29 mars 2010

Sinistre

Les journées sont bien longues, mais ce n'est pas une raison pour confier leur exécution à un seul guillotineur. Par exemple, on peut utiliser la musique comme bourreau : elle « raccourcit » très bien. Il suffit de bien choisir sa musique, les ressources des musiques sombres, lugubres et déprimantes me semblent inépuisables, elles possèdent un sortilège que n'ont point les musiques allègres : celui de nous rendre plus tendre, plus aimant, plus aimé que nous ne sommes puisque plus facilement délectés par des pensées funèbres ; ces musiques sinistres n'exigeant aucun effort de nous elles souffrent à notre place. C'est un dissolvant qui ne laisse rien de nous et ne nous laisse rien.

28 mars 2010

Somnambulique

Luc Dietrich ne dormait jamais vraiment, il ne s'éveillait jamais vraiment non plus. Il lui arrivait seulement de sommeiller debout les yeux grand ouverts tout en vaquant à ses occupations quotidiennes. Ainsi, on pouvait le voir avancer dans le monde avec des gestes de nageur et des pas de somnambule.
Grâce à cet état flottant il n'avait pas à chercher un quelconque halo poétique, il lui venait naturellement.

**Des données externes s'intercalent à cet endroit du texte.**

use std::{fmt::Display, str::FromStr};

use chrono::{DateTime, Utc};
use log::error;
use serde::{de, Deserialize, Deserializer, Serialize};
use spg_common::Vnd;
use sqlx::{FromRow, Type};
use thiserror::Error;

use crate::helpers::ORDER_REFERENCE_PREFIX;

#[derive(Debug, Clone, PartialEq, Eq, Error)]
#[error("Conversion error: {0}")]
pub struct ConversionError(String);

//--------------------------------------        OrderId        ---------------------------------------------------------
/// The numeric identifier of an order. Customers quote it in their transfer description as `DH<id>`.
#[derive(Debug, Clone, Copy, PartialEq, Eq, Hash, PartialOrd, Ord, Type, Serialize)]
#[sqlx(transparent)]
pub struct OrderId(pub i64);

impl OrderId {
    pub fn value(&self) -> i64 {
        self.0
    }

    /// The text a customer must put in the transfer description so that the payment is matched to this order.
    pub fn reference(&self) -> String {
        format!("{ORDER_REFERENCE_PREFIX}{}", self.0)
    }
}

impl From<i64> for OrderId {
    fn from(value: i64) -> Self {
        Self(value)
    }
}

impl FromStr for OrderId {
    type Err = ConversionError;

    fn from_str(s: &str) -> Result<Self, Self::Err> {
        match s.trim().parse::<i64>() {
            Ok(id) if id > 0 => Ok(Self(id)),
            _ => Err(ConversionError(format!("'{s}' is not a valid order id"))),
        }
    }
}

/// Order ids arrive as JSON numbers from API clients, and as strings from the payment page (route parameters).
impl<'de> Deserialize<'de> for OrderId {
    fn deserialize<D>(deserializer: D) -> Result<Self, D::Error>
    where D: Deserializer<'de> {
        #[derive(Deserialize)]
        #[serde(untagged)]
        enum Repr {
            Int(i64),
            Text(String),
        }
        match Repr::deserialize(deserializer)? {
            Repr::Int(id) if id > 0 => Ok(Self(id)),
            Repr::Int(id) => Err(de::Error::custom(format!("{id} is not a valid order id"))),
            Repr::Text(s) => s.parse().map_err(de::Error::custom),
        }
    }
}

impl Display for OrderId {
    fn fmt(&self, f: &mut std::fmt::Formatter<'_>) -> std::fmt::Result {
        write!(f, "#{}", self.0)
    }
}

//--------------------------------------     PaymentStatus     ---------------------------------------------------------
#[derive(Debug, Clone, Copy, PartialEq, Eq, Type, Serialize, Deserialize)]
pub enum PaymentStatus {
    /// The order has been created, and no matching transfer has been received yet.
    Unpaid,
    /// A transfer quoting the order reference, for the right amount, has been received.
    Paid,
}

impl Display for PaymentStatus {
    fn fmt(&self, f: &mut std::fmt::Formatter<'_>) -> std::fmt::Result {
        match self {
            PaymentStatus::Unpaid => write!(f, "Unpaid"),
            PaymentStatus::Paid => write!(f, "Paid"),
        }
    }
}

impl FromStr for PaymentStatus {
    type Err = ConversionError;

    fn from_str(s: &str) -> Result<Self, Self::Err> {
        match s {
            "Unpaid" => Ok(Self::Unpaid),
            "Paid" => Ok(Self::Paid),
            s => Err(ConversionError(format!("Invalid payment status: {s}"))),
        }
    }
}

impl From<String> for PaymentStatus {
    fn from(value: String) -> Self {
        value.parse().unwrap_or_else(|_| {
            error!("Invalid payment status: {value}. But this conversion cannot fail. Defaulting to Unpaid");
            PaymentStatus::Unpaid
        })
    }
}

//--------------------------------------        Order        ---------------------------------------------------------
#[derive(Debug, Clone, PartialEq, Eq, FromRow, Serialize, Deserialize)]
pub struct Order {
    pub id: OrderId,
    pub total: Vnd,
    /// The product description shown on the payment page
    pub name: String,
    pub payment_status: PaymentStatus,
    pub created_at: DateTime<Utc>,
    pub updated_at: DateTime<Utc>,
}

impl Order {
    pub fn is_paid(&self) -> bool {
        self.payment_status == PaymentStatus::Paid
    }
}

//--------------------------------------       NewOrder       ---------------------------------------------------------
#[derive(Debug, Clone, PartialEq, Eq)]
pub struct NewOrder {
    pub total: Vnd,
    pub name: String,
}

impl NewOrder {
    pub fn new<S: Into<String>>(total: Vnd, name: S) -> Self {
        Self { total, name: name.into() }
    }
}

//--------------------------------------     TransferType      ---------------------------------------------------------
/// The direction of a bank transfer, relative to the merchant's account.
#[derive(Debug, Clone, Copy, PartialEq, Eq, Serialize, Deserialize)]
#[serde(rename_all = "lowercase")]
pub enum TransferType {
    In,
    Out,
}

impl TransferType {
    /// Splits a transfer amount into `(amount_in, amount_out)`.
    pub fn split(transfer_type: Option<TransferType>, amount: Vnd) -> (Vnd, Vnd) {
        let zero = Vnd::default();
        match transfer_type {
            Some(TransferType::In) => (amount, zero),
            Some(TransferType::Out) => (zero, amount),
            None => (zero, zero),
        }
    }
}

impl Display for TransferType {
    fn fmt(&self, f: &mut std::fmt::Formatter<'_>) -> std::fmt::Result {
        match self {
            TransferType::In => write!(f, "in"),
            TransferType::Out => write!(f, "out"),
        }
    }
}

//--------------------------------------    NewTransaction     ---------------------------------------------------------
/// A bank transfer, as reported by the payment gateway, that has not been recorded yet.
#[derive(Debug, Clone, PartialEq, Eq, Default)]
pub struct NewTransaction {
    /// The bank, e.g. "MBBank"
    pub gateway: String,
    /// The transaction timestamp, as reported by the bank
    pub transaction_date: String,
    pub account_number: String,
    pub sub_account: Option<String>,
    pub amount_in: Vnd,
    pub amount_out: Vnd,
    /// The account balance after the transfer
    pub accumulated: Vnd,
    /// The payment code, if the gateway managed to recognise one
    pub code: Option<String>,
    /// The transfer description. This is where the customer quotes the order reference.
    pub transaction_content: String,
    /// The bank's reference number for the transfer
    pub reference_number: Option<String>,
    /// The full SMS/notification text
    pub body: Option<String>,
}

impl NewTransaction {
    pub fn new<S: Into<String>>(gateway: S, transaction_date: S, account_number: S) -> Self {
        Self {
            gateway: gateway.into(),
            transaction_date: transaction_date.into(),
            account_number: account_number.into(),
            ..Default::default()
        }
    }

    pub fn with_transfer(mut self, transfer_type: Option<TransferType>, amount: Vnd) -> Self {
        let (amount_in, amount_out) = TransferType::split(transfer_type, amount);
        self.amount_in = amount_in;
        self.amount_out = amount_out;
        self
    }

    pub fn with_content<S: Into<String>>(mut self, content: S) -> Self {
        self.transaction_content = content.into();
        self
    }
}

//--------------------------------------      Transaction      ---------------------------------------------------------
#[derive(Debug, Clone, PartialEq, Eq, FromRow, Serialize, Deserialize)]
pub struct Transaction {
    pub id: i64,
    pub gateway: String,
    pub transaction_date: String,
    pub account_number: String,
    pub sub_account: Option<String>,
    pub amount_in: Vnd,
    pub amount_out: Vnd,
    pub accumulated: Vnd,
    pub code: Option<String>,
    pub transaction_content: String,
    pub reference_number: Option<String>,
    pub body: Option<String>,
    /// The order this transfer settled, if any
    pub order_id: Option<OrderId>,
    pub created_at: DateTime<Utc>,
}
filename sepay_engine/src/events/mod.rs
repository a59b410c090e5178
mod channel;
mod event_types;
mod hooks;

pub use channel::{EventHandler, EventProducer, Handler};
pub use event_types::*;
pub use hooks::{EventHandlers, EventHooks, EventProducers};
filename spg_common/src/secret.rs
use std::{
    fmt,
    fmt::{Debug, Display},
};

/// Holds configuration secrets so that they never leak into logs via `Debug` or `Display`.
#[derive(Clone, Default)]
pub struct Secret<T>
where T: Clone + Default
{
    value: T,
}

impl<T: Clone + Default> Secret<T> {
    pub fn new(value: T) -> Self {
        Self { value }
    }

    pub fn reveal(&self) -> &T {
        &self.value
    }
}

impl Secret<String> {
    /// Compares the secret against a candidate without short-circuiting on the first differing byte.
    pub fn matches(&self, candidate: &str) -> bool {
        let expected = self.value.as_bytes();
        let candidate = candidate.as_bytes();
        if expected.len() != candidate.len() {
            return false;
        }
        expected.iter().zip(candidate).fold(0u8, |acc, (a, b)| acc | (a ^ b)) == 0
    }
}

impl<T: Clone + Default> Debug for Secret<T> {
    fn fmt(&self, f: &mut fmt::Formatter<'_>) -> fmt::Result {
        f.write_str("****")
    }
}

impl<T: Clone + Default> Display for Secret<T> {
    fn fmt(&self, f: &mut fmt::Formatter<'_>) -> fmt::Result {
        f.write_str("****")
    }
}
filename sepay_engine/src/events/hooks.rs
use std::{future::Future, pin::Pin, sync::Arc};

use crate::events::{EventHandler, EventProducer, Handler, OrderPaidEvent};

/// The sending halves of all the configured event channels. Cheap to clone; hand one to every API instance.
#[derive(Default, Clone)]
pub struct EventProducers {
    pub order_paid_producer: Vec<EventProducer<OrderPaidEvent>>,
}

pub struct EventHandlers {
    pub on_order_paid: Option<EventHandler<OrderPaidEvent>>,
}

impl EventHandlers {
    pub fn new(buffer_size: usize, hooks: EventHooks) -> Self {
        let on_order_paid = hooks.on_order_paid.map(|f| EventHandler::new(buffer_size, f));
        Self { on_order_paid }
    }

    pub fn producers(&self) -> EventProducers {
        let mut result = EventProducers::default();
        if let Some(handler) = &self.on_order_paid {
            result.order_paid_producer.push(handler.subscribe());
        }
        result
    }

    /// Spawns the handler loops. They run until every producer has been dropped.
    pub fn start_handlers(self) {
        if let Some(handler) = self.on_order_paid {
            tokio::spawn(handler.start_handler());
        }
    }
}

#[derive(Default, Clone)]
pub struct EventHooks {
    pub on_order_paid: Option<Handler<OrderPaidEvent>>,
}

impl EventHooks {
    pub fn on_order_paid<F>(&mut self, f: F) -> &mut Self
    where F: (Fn(OrderPaidEvent) -> Pin<Box<dyn Future<Output = ()> + Send>>) + Send + Sync + 'static {
        self.on_order_paid = Some(Arc::new(f));
        self
    }
}
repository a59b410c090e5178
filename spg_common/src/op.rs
/// Implements the arithmetic operator traits for single-field newtypes.
///
/// ```rust,ignore
/// op!(binary Vnd, Add, add);
/// op!(inplace Vnd, AddAssign, add_assign);
/// ```
#[macro_export]
macro_rules! op {
    (binary $type:ty, $trait:ident, $method:ident) => {
        impl std::ops::$trait for $type {
            type Output = Self;

            fn $method(self, rhs: Self) -> Self::Output {
                Self(std::ops::$trait::$method(self.0, rhs.0))
            }
        }
    };
    (inplace $type:ty, $trait:ident, $method:ident) => {
        impl std::ops::$trait for $type {
            fn $method(&mut self, rhs: Self) {
                std::ops::$trait::$method(&mut self.0, rhs.0)
            }
        }
    };
}
//! `SqliteDatabase` is a concrete implementation of a SePay payment engine backend.
//!
//! Unsurprisingly, it uses SQLite as the backend and implements [`PaymentGatewayDatabase`].
use std::fmt::Debug;

use log::*;
use spg_common::Vnd;
use sqlx::SqlitePool;

use super::db::{new_pool, orders, transactions};
use crate::{
    db_types::{NewOrder, NewTransaction, Order, OrderId, PaymentStatus, Transaction},
    traits::{PaymentGatewayDatabase, PaymentGatewayError},
};

#[derive(Clone)]
pub struct SqliteDatabase {
    url: String,
    pool: SqlitePool,
}

impl Debug for SqliteDatabase {
    fn fmt(&self, f: &mut std::fmt::Formatter<'_>) -> std::fmt::Result {
        writeln!(f, "SqliteDatabase ({:?})", self.pool)
    }
}

impl PaymentGatewayDatabase for SqliteDatabase {
    fn url(&self) -> &str {
        self.url.as_str()
    }

    async fn insert_order(&self, order: NewOrder) -> Result<Order, PaymentGatewayError> {
        let mut conn = self.pool.acquire().await?;
        orders::insert_order(order, &mut conn).await
    }

    async fn fetch_order(&self, order_id: OrderId) -> Result<Option<Order>, PaymentGatewayError> {
        let mut conn = self.pool.acquire().await?;
        let order = orders::fetch_order(order_id, &mut conn).await?;
        Ok(order)
    }

    async fn fetch_payment_status(&self, order_id: OrderId) -> Result<Option<PaymentStatus>, PaymentGatewayError> {
        let mut conn = self.pool.acquire().await?;
        let status = orders::fetch_payment_status(order_id, &mut conn).await?;
        Ok(status)
    }

    async fn insert_transaction(&self, transaction: NewTransaction) -> Result<Transaction, PaymentGatewayError> {
        let mut conn = self.pool.acquire().await?;
        transactions::insert_transaction(transaction, &mut conn).await
    }

    async fn fetch_transaction(&self, id: i64) -> Result<Option<Transaction>, PaymentGatewayError> {
        let mut conn = self.pool.acquire().await?;
        let transaction = transactions::fetch_transaction(id, &mut conn).await?;
        Ok(transaction)
    }

    /// In a single atomic transaction,
    /// * marks the unpaid order with the given id and a total within `tolerance` of `amount` as `Paid`,
    /// * links the bank transaction to the order.
    ///
    /// If no order qualifies, the database transaction is rolled back and `None` is returned.
    async fn settle_order(
        &self,
        order_id: OrderId,
        transaction_id: i64,
        amount: Vnd,
        tolerance: Vnd,
    ) -> Result<Option<(Order, Transaction)>, PaymentGatewayError> {
        let mut tx = self.pool.begin().await?;
        let Some(order) = orders::mark_as_paid_if_payable(order_id, amount, tolerance, &mut tx).await? else {
            debug!("🗃️ No unpaid order {order_id} for {amount} (± {tolerance}). Nothing to settle");
            return Ok(None);
        };
        let transaction = transactions::link_to_order(transaction_id, order_id, &mut tx).await?;
        tx.commit().await?;
        info!("🗃️ Order {order_id} settled by transaction #{transaction_id}");
        Ok(Some((order, transaction)))
    }

    async fn close(&mut self) -> Result<(), PaymentGatewayError> {
        self.pool.close().await;
        Ok(())
    }
}

impl SqliteDatabase {
    /// Creates a new database API object, creating the database if necessary and bringing its schema up to date.
    pub async fn new_with_url(url: &str, max_connections: u32) -> Result<Self, PaymentGatewayError> {
        trace!("Creating new database connection pool with url {url}");
        let pool = new_pool(url, max_connections).await?;
        sqlx::migrate!("./src/sqlite/migrations").run(&pool).await?;
        debug!("🗃️ Database migrations are up to date");
        let url = url.to_string();
        Ok(Self { url, pool })
    }
}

N-B. On notera néanmoins que cet « état flottant », cet état poétique, attirait plus d'inconvénients que d'avantages à notre homme puisque ce dernier était, aussi et surtout, un homme de la rue ; cette rue qui est pleine de danger pour qui subit la douce vérité du rêve et de la narcolepsie réunis.

24 mars 2010

Léporidesque

« Il est toujours avantageux de porter un titre nobiliaire. Etre « de quelque chose », ça pose un homme, comme être « de Garenne », ça pose un lapin. »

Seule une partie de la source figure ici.